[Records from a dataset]
○ ○ ○ ○

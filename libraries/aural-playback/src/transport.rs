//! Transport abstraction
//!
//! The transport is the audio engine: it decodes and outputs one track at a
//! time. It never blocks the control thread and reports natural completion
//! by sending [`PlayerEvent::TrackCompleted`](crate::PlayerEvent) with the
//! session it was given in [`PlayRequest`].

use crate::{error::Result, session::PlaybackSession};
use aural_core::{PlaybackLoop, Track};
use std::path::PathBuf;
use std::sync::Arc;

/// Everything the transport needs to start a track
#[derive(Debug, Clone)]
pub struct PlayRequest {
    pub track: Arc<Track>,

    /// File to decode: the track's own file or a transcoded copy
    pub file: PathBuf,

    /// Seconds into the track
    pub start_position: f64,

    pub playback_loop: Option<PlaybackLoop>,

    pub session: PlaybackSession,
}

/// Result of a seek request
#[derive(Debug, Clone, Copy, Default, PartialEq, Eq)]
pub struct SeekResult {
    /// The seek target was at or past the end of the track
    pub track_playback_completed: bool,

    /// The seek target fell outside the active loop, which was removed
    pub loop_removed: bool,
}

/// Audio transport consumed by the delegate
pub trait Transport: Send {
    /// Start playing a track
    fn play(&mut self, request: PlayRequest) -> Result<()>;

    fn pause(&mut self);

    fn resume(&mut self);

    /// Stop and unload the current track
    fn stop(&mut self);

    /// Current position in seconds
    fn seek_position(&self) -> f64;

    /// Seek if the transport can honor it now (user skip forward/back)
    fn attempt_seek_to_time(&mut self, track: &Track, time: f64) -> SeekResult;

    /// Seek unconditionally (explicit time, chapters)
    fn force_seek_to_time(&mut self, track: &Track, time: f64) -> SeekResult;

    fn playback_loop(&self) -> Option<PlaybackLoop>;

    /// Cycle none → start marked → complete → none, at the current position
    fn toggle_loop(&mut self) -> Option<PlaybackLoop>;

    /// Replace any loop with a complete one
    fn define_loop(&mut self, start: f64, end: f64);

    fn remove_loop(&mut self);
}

○ ○ ○ ○

● TASK DETAILS: Every line from the one with "a complete one" through the last line of the records above should be returned exactly, please, and no others.

● TASK RESULT:
    /// Replace any loop with a complete one
    fn define_loop(&mut self, start: f64, end: f64);

    fn remove_loop(&mut self);
}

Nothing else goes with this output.